Erkennbar nur wenig Lust, zu dem Votum Stellung zu nehmen, gab es am Dienstag in der Opposition. Die Grünen reagierten erst auf Anfrage. „Reden und reden lassen, schreiben und schreiben lassen. So sehen wir Grüne das. Wir trauen den Menschen in Bayern zu, dass sie selbst wissen, wie sie ihre Sprache verwenden. Dafür braucht’s weder Zwang noch ein weiteres Verbot der CSU“, erklärte die Abgeordnete Julia Post und fügte hinzu: „Als Sprecherin für Gleichstellung wundere ich mich schon sehr über die Prioritätensetzung der Söder-Regierung.“ Die Zahl der Gewalttaten an Frauen etwa bleibe einer aktuellen Grünen-Anfrage zufolge in Bayern alarmierend hoch. „Dazu hätte das Kabinett heute auch konkrete Maßnahmen auf den Weg bringen können.“ SPD-Fraktionschef Florian von Brunn sagte nur: „Die Menschen sollen sprechen, wie sie wollen.“ SPD-Bildungsexpertin Nicole Bäumler fügt hinzu: „Gerade an den Schulen sollten CSU und Freie Wähler lieber den eklatanten Lehrkräftemangel angehen.“ Die AfD hingegen begrüßt die Entscheidung gegen – wie sie es nennt – „ideologische Sprachverhunzung“. "Linksgrüne Sprach- und Sprechvorgaben" würden Bürger bevormunden und die Gesellschaft spalten.
Genderverbot in Bayern: Genderzeichen zählen nicht als Fehler in der Schule
Simone Fleischmann, Präsidentin des Bayerischen Lehrer- und Lehrerinnenverbands, hätte sich „mehr Freiheiten für die Schulen gewünscht“. Gleichzeitig aber hatte ihr Verband befürchtet, dass die Regierung auch in den mündlichen Sprachgebrauch an Schulen eingreifen könnte. Fleischmann ist froh, dass solche Verbote ausgeblieben sind. „Schülerinnen und Schüler müssen nicht um ihre Noten fürchten, wenn sie sich um eine geschlechtergerechte Sprache bemühen.“ Dem Vernehmen nach werden Genderzeichen nur angestrichen, aber nicht als falsch gewertet. Fleischmann und ihre 68.000 Verbandsmitglieder müssen sich übrigens nicht umstellen: Die Schreibweise „Bayerischer Lehrer- und Lehrerinnenverband“ ist auch künftig erlaubt.
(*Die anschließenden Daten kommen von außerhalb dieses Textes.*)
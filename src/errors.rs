//! Typed error definitions for longpath_move.
//! Provides a small set of well-known failure modes for better logs and tests.
//!
//! Fatal vs recoverable: path resolution and target creation abort the whole
//! run; every other variant is recorded against the offending file and the
//! traversal continues.

use std::io;
use std::path::PathBuf;
use thiserror::Error;

#[derive(Debug, Error)]
pub enum RelocateError {
    #[error("cannot resolve '{path}' to an absolute path: {source}")]
    PathResolution {
        path: PathBuf,
        #[source]
        source: io::Error,
    },

    #[error("cannot create target directory '{path}': {source}")]
    TargetCreation {
        path: PathBuf,
        #[source]
        source: io::Error,
    },

    #[error("target directory '{target}' lies inside source '{source_base}'")]
    TargetInsideSource {
        source_base: PathBuf,
        target: PathBuf,
    },

    #[error("cannot access '{path}' during walk: {source}")]
    WalkAccess {
        path: PathBuf,
        #[source]
        source: io::Error,
    },

    #[error("copy failed '{src}' -> '{dest}': {source}")]
    Copy {
        src: PathBuf,
        dest: PathBuf,
        #[source]
        source: io::Error,
    },

    #[error("size mismatch after copy: '{src}' is {expected} bytes, '{dest}' is {actual}")]
    SizeMismatch {
        src: PathBuf,
        dest: PathBuf,
        expected: u64,
        actual: u64,
    },

    #[error("cannot verify '{path}' after copy: {source}")]
    Verify {
        path: PathBuf,
        #[source]
        source: io::Error,
    },

    #[error("copy verified but original '{path}' could not be removed: {source}")]
    Delete {
        path: PathBuf,
        #[source]
        source: io::Error,
    },
}

impl RelocateError {
    /// Stable machine-readable code, used as the `kind` field in logs.
    pub fn code(&self) -> &'static str {
        match self {
            RelocateError::PathResolution { .. } => "path_resolution",
            RelocateError::TargetCreation { .. } => "target_creation",
            RelocateError::TargetInsideSource { .. } => "target_inside_source",
            RelocateError::WalkAccess { .. } => "walk_access",
            RelocateError::Copy { .. } => "copy",
            RelocateError::SizeMismatch { .. } => "size_mismatch",
            RelocateError::Verify { .. } => "verify",
            RelocateError::Delete { .. } => "delete",
        }
    }

    /// Fatal errors abort the run before or during setup; everything else is
    /// recorded per-file and the walk carries on.
    pub fn is_fatal(&self) -> bool {
        matches!(
            self,
            RelocateError::PathResolution { .. }
                | RelocateError::TargetCreation { .. }
                | RelocateError::TargetInsideSource { .. }
        )
    }
}

#[cfg(test)]
mod tests {
    use super::*;

    #[test]
    fn codes_are_stable() {
        let e = RelocateError::SizeMismatch {
            src: PathBuf::from("/a"),
            dest: PathBuf::from("/b"),
            expected: 10,
            actual: 9,
        };
        assert_eq!(e.code(), "size_mismatch");
        assert!(!e.is_fatal());

        let e = RelocateError::TargetCreation {
            path: PathBuf::from("/t"),
            source: io::Error::from(io::ErrorKind::PermissionDenied),
        };
        assert_eq!(e.code(), "target_creation");
        assert!(e.is_fatal());
    }

    #[test]
    fn delete_is_recoverable() {
        let e = RelocateError::Delete {
            path: PathBuf::from("/x"),
            source: io::Error::from(io::ErrorKind::PermissionDenied),
        };
        assert!(!e.is_fatal());
    }
}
Staatskanzleichef Florian Herrmann (CSU) begründete die Entscheidung vom Dienstag damit, dass Sprache „klar und verständlich sein muss“. Außerdem gebe es „in bestimmten gesellschaftlichen Milieus viele missionarische Nutzer bei der Verwendung von Sprache“. Das sei nicht mit einer offenen Gesellschaft vereinbar. Das Kabinett wolle sicherstellen, dass niemand benachteiligt wird, wenn er oder sie auf geschlechtersensible Sprache verzichte. Bei der Mehrheit der Menschen in Bayern dürfte der Beschluss gut ankommen. In einer Umfrage des Meinungsforschungsinstituts Civey für unsere Redaktion hatten zuletzt drei Viertel ein Genderverbot befürwortet. Die Staatsregierung folgt damit dem Rat für deutsche Rechtschreibung. Das Gremium empfiehlt keine Sonderzeichen im Wortinneren, weil sie die Verständlichkeit beeinträchtigen könnten.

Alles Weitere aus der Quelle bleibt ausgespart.